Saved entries
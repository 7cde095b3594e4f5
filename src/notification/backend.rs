//! Messaging backend abstraction.

use async_trait::async_trait;
use serde::Serialize;
use thiserror::Error;

/// Markup dialect understood by the backend's renderer
#[derive(Debug, Clone, Copy, PartialEq, Eq, Serialize)]
pub enum ParseMode {
    #[serde(rename = "HTML")]
    Html,
}

/// The `sendMessage` request body.
#[derive(Debug, Clone, Serialize)]
pub struct OutboundMessage {
    pub chat_id: String,
    pub text: String,
    pub parse_mode: ParseMode,
    pub disable_web_page_preview: bool,
}

impl OutboundMessage {
    pub fn html(chat_id: impl Into<String>, text: impl Into<String>) -> Self {
        Self {
            chat_id: chat_id.into(),
            text: text.into(),
            parse_mode: ParseMode::Html,
            disable_web_page_preview: true,
        }
    }
}

#[derive(Debug, Error)]
pub enum DeliveryError {
    /// Backend answered with a non-2xx status; `details` is its raw body
    #[error("backend rejected message with status {status}: {details}")]
    Rejected { status: u16, details: String },

    /// The request never produced a usable response
    #[error(transparent)]
    Transport(#[from] reqwest::Error),
}

/// A service that can deliver a rendered message to a chat.
#[async_trait]
pub trait MessageBackend: Send + Sync {
    /// Deliver one message. Exactly one attempt is made.
    async fn send_message(
        &self,
        bot_token: &str,
        message: &OutboundMessage,
    ) -> Result<(), DeliveryError>;

    /// Human-readable backend name for logs
    fn name(&self) -> &str;
}
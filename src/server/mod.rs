mod app;
mod middleware;
mod state;

pub use app::{build_cors_layer, create_app};
pub use middleware::{client_key, origin_guard, rate_limit_middleware};
pub use state::AppState;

:: TASK ITEM ::
Please write out, exactly as they appear above, only the lines in the stretch from the line with "u16, details: String" through the line with "pub trait MessageBackend: Send".

:: RESPONSE AREA ::
    Rejected { status: u16, details: String },

    /// The request never produced a usable response
    #[error(transparent)]
    Transport(#[from] reqwest::Error),
}

/// A service that can deliver a rendered message to a chat.
#[async_trait]
pub trait MessageBackend: Send + Sync {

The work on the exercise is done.